To my understanding, civil disobedience is an event where individuals non-violently commit a crime against laws they deem to be unjust. The most important part of the act is the sacrifice. Law-breakers at tomorrow’s rally are going to sacrifice something to get arrested. Some may sacrifice time at work or risk receiving a criminal record.
But of the roughly 4,000 union members, I’ve heard only 500 who have committed to getting arrested. That’s one out of eight. I’ve also spoken with about 35 members of Local 35. About 25 of them had forgotten about the civil disobedience and were reminded by my asking them about it. Five were entirely unaware of its existence. And five told me why they weren’t going to take part. Not one said they would get arrested. Perhaps my sample size was too small.

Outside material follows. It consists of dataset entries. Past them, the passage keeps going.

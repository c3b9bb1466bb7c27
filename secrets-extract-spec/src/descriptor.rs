use crate::error::{Error, Result};
use crate::object_type::ObjectType;
#[cfg(feature = "serde")]
use serde::{Deserialize, Serialize};
use std::path::{Path, PathBuf};

/// Replacement for `/` in file names when no translation is configured.
pub const DEFAULT_TRANSLATE: char = '_';

/// `translate` value that disables path translation.
pub const TRANSLATE_DISABLED: &str = "False";

const MAX_FILE_MODE: u32 = 0o777;

/// Parse an octal permission string such as `0644`.
pub fn parse_file_permission(value: &str) -> Result<u32> {
    let trimmed = value.trim();
    let mode = u32::from_str_radix(trimmed, 8).map_err(|_| Error::InvalidFilePermission {
        value: value.to_string(),
    })?;
    if trimmed.is_empty() || mode > MAX_FILE_MODE {
        return Err(Error::InvalidFilePermission {
            value: value.to_string(),
        });
    }
    Ok(mode)
}

/// Validate a `translate` rendering attribute.
pub fn validate_translate(value: &str) -> Result<()> {
    if value.is_empty() || value == TRANSLATE_DISABLED || value.chars().count() == 1 {
        return Ok(());
    }
    Err(Error::InvalidTranslate {
        value: value.to_string(),
    })
}

/// A single query to pull one value out of a JSON secret.
#[derive(Debug, Clone, PartialEq, Eq, Default)]
#[cfg_attr(feature = "serde", derive(Serialize, Deserialize))]
#[cfg_attr(feature = "serde", serde(rename_all = "camelCase"))]
pub struct JmesPathEntry {
    pub path: String,
    pub object_alias: String,
    #[cfg_attr(feature = "serde", serde(default))]
    #[cfg_attr(feature = "serde", serde(skip_serializing_if = "Option::is_none"))]
    pub file_permission: Option<String>,
}

impl JmesPathEntry {
    pub fn new(path: impl Into<String>, object_alias: impl Into<String>) -> Self {
        Self {
            path: path.into(),
            object_alias: object_alias.into(),
            file_permission: None,
        }
    }

    pub fn with_file_permission(mut self, permission: impl Into<String>) -> Self {
        self.file_permission = Some(permission.into());
        self
    }

    pub fn validate(&self) -> Result<()> {
        if self.path.trim().is_empty() {
            return Err(Error::EmptyComponent {
                field: "jmesPath.path",
            });
        }
        if self.object_alias.trim().is_empty() {
            return Err(Error::EmptyComponent {
                field: "jmesPath.objectAlias",
            });
        }
        if let Some(permission) = &self.file_permission {
            parse_file_permission(permission)?;
        }
        Ok(())
    }
}

/// Identity and extraction configuration for a secret.
///
/// Fields are only reachable through accessors, so a descriptor cannot be
/// changed after [`SecretDescriptorBuilder::build`]. `translate` and
/// `mount_dir` come from the mount request rather than the object list and
/// are never serialized.
#[derive(Debug, Clone, PartialEq, Eq, Default)]
#[cfg_attr(feature = "serde", derive(Serialize, Deserialize))]
#[cfg_attr(feature = "serde", serde(rename_all = "camelCase"))]
pub struct SecretDescriptor {
    object_name: String,
    #[cfg_attr(feature = "serde", serde(default))]
    #[cfg_attr(feature = "serde", serde(skip_serializing_if = "String::is_empty"))]
    object_alias: String,
    #[cfg_attr(feature = "serde", serde(default))]
    #[cfg_attr(feature = "serde", serde(skip_serializing_if = "Option::is_none"))]
    object_type: Option<ObjectType>,
    #[cfg_attr(feature = "serde", serde(default))]
    #[cfg_attr(feature = "serde", serde(skip_serializing_if = "Option::is_none"))]
    object_version: Option<String>,
    #[cfg_attr(feature = "serde", serde(default))]
    #[cfg_attr(feature = "serde", serde(skip_serializing_if = "Option::is_none"))]
    object_version_label: Option<String>,
    #[cfg_attr(feature = "serde", serde(default))]
    #[cfg_attr(feature = "serde", serde(skip_serializing_if = "Option::is_none"))]
    file_permission: Option<String>,
    #[cfg_attr(feature = "serde", serde(default))]
    sync_all_keys: bool,
    #[cfg_attr(feature = "serde", serde(default, rename = "jmesPath"))]
    #[cfg_attr(feature = "serde", serde(skip_serializing_if = "Vec::is_empty"))]
    jmes_path: Vec<JmesPathEntry>,
    #[cfg_attr(feature = "serde", serde(skip))]
    translate: String,
    #[cfg_attr(feature = "serde", serde(skip))]
    mount_dir: String,
}

impl SecretDescriptor {
    pub fn builder(object_name: impl Into<String>) -> SecretDescriptorBuilder {
        SecretDescriptorBuilder {
            inner: SecretDescriptor {
                object_name: object_name.into(),
                ..Default::default()
            },
        }
    }

    pub fn object_name(&self) -> &str {
        &self.object_name
    }

    pub fn object_alias(&self) -> &str {
        &self.object_alias
    }

    pub fn object_type(&self) -> Option<ObjectType> {
        self.object_type
    }

    pub fn object_version(&self) -> Option<&str> {
        self.object_version.as_deref()
    }

    pub fn object_version_label(&self) -> Option<&str> {
        self.object_version_label.as_deref()
    }

    pub fn file_permission(&self) -> Option<&str> {
        self.file_permission.as_deref()
    }

    pub fn sync_all_keys(&self) -> bool {
        self.sync_all_keys
    }

    pub fn jmes_path(&self) -> &[JmesPathEntry] {
        &self.jmes_path
    }

    pub fn translate(&self) -> &str {
        &self.translate
    }

    pub fn mount_dir(&self) -> &str {
        &self.mount_dir
    }

    /// Declared type, falling back to the service named by an ARN object name.
    pub fn resolved_object_type(&self) -> Result<ObjectType> {
        let inferred = ObjectType::from_arn(&self.object_name)?;
        match (self.object_type, inferred) {
            (Some(declared), Some(inferred)) if declared != inferred => {
                Err(Error::ObjectTypeMismatch {
                    object_name: self.object_name.clone(),
                    declared: declared.to_string(),
                    inferred: inferred.to_string(),
                })
            }
            (Some(declared), _) => Ok(declared),
            (None, Some(inferred)) => Ok(inferred),
            (None, None) => Err(Error::EmptyComponent {
                field: "objectType",
            }),
        }
    }

    /// Replacement character for `/`, or `None` when translation is off.
    pub fn translate_char(&self) -> Option<char> {
        if self.translate == TRANSLATE_DISABLED {
            return None;
        }
        Some(self.translate.chars().next().unwrap_or(DEFAULT_TRANSLATE))
    }

    /// Name of the file this secret renders to.
    pub fn file_name(&self) -> String {
        let name = if self.object_alias.is_empty() {
            &self.object_name
        } else {
            &self.object_alias
        };
        match self.translate_char() {
            Some(replacement) => name.replace('/', &replacement.to_string()),
            None => name.clone(),
        }
    }

    pub fn mount_path(&self) -> PathBuf {
        Path::new(&self.mount_dir).join(self.file_name())
    }

    /// Stamp the mount request attributes onto a descriptor read from config.
    pub fn with_rendering(
        mut self,
        mount_dir: impl Into<String>,
        translate: impl Into<String>,
    ) -> Self {
        self.mount_dir = mount_dir.into();
        self.translate = translate.into();
        self
    }

    pub fn validate(&self) -> Result<()> {
        if self.object_name.trim().is_empty() {
            return Err(Error::EmptyComponent {
                field: "objectName",
            });
        }
        self.resolved_object_type()?;
        validate_translate(&self.translate)?;
        if let Some(permission) = &self.file_permission {
            parse_file_permission(permission)?;
        }
        for entry in &self.jmes_path {
            entry.validate()?;
        }
        Ok(())
    }

    /// Descriptor for the value selected by one query entry.
    pub fn derive_for_entry(&self, entry: &JmesPathEntry) -> SecretDescriptor {
        let mut derived = self.derive(&entry.object_alias);
        if entry.file_permission.is_some() {
            derived.file_permission = entry.file_permission.clone();
        }
        derived
    }

    /// Descriptor for one top-level key in sync-all-keys mode.
    pub fn derive_for_key(&self, key: &str) -> SecretDescriptor {
        self.derive(key)
    }

    fn derive(&self, alias: &str) -> SecretDescriptor {
        SecretDescriptor {
            object_name: self.object_name.clone(),
            object_alias: alias.to_string(),
            object_type: self.object_type,
            object_version: None,
            object_version_label: None,
            file_permission: self.file_permission.clone(),
            sync_all_keys: false,
            jmes_path: Vec::new(),
            translate: self.translate.clone(),
            mount_dir: self.mount_dir.clone(),
        }
    }
}

/// Builder for [`SecretDescriptor`]; `build` validates.
#[derive(Debug, Clone)]
pub struct SecretDescriptorBuilder {
    inner: SecretDescriptor,
}

impl SecretDescriptorBuilder {
    pub fn alias(mut self, alias: impl Into<String>) -> Self {
        self.inner.object_alias = alias.into();
        self
    }

    pub fn object_type(mut self, object_type: ObjectType) -> Self {
        self.inner.object_type = Some(object_type);
        self
    }

    pub fn version(mut self, version: impl Into<String>) -> Self {
        self.inner.object_version = Some(version.into());
        self
    }

    pub fn version_label(mut self, label: impl Into<String>) -> Self {
        self.inner.object_version_label = Some(label.into());
        self
    }

    pub fn file_permission(mut self, permission: impl Into<String>) -> Self {
        self.inner.file_permission = Some(permission.into());
        self
    }

    pub fn sync_all_keys(mut self, enabled: bool) -> Self {
        self.inner.sync_all_keys = enabled;
        self
    }

    pub fn jmes_path(mut self, entry: JmesPathEntry) -> Self {
        self.inner.jmes_path.push(entry);
        self
    }

    pub fn translate(mut self, translate: impl Into<String>) -> Self {
        self.inner.translate = translate.into();
        self
    }

    pub fn mount_dir(mut self, mount_dir: impl Into<String>) -> Self {
        self.inner.mount_dir = mount_dir.into();
        self
    }

    pub fn build(self) -> Result<SecretDescriptor> {
        self.inner.validate()?;
        Ok(self.inner)
    }
}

I support the union members in their attempts to get livable wage and pension increases, in the fight to allow hospital union members to unionize, and in their decision to strike, if it comes to that. But I, as a student, will not allow myself to be potentially used as a pawn in a “civil disobedience” that a large majority of the union members themselves — who are organizing the civil disobedience and are supposed to benefit from it — are not willing to take part in.
If the members refuse to make a sacrifice like leaving work early, potentially getting reprimanded for it, or, for a small minority, having legal repercussions, then is it fair to ask a student to make any sacrifice on their behalf? How can I support an event in which 87.5 percent of the people whom it is supposed to help are not willing to take that risk? Nonetheless, I will be there on the sidewalk, watching, witnessing and supporting those who have decided to take part in the event.
Neheet Trivedi is a senior in Jonathan Edwards College.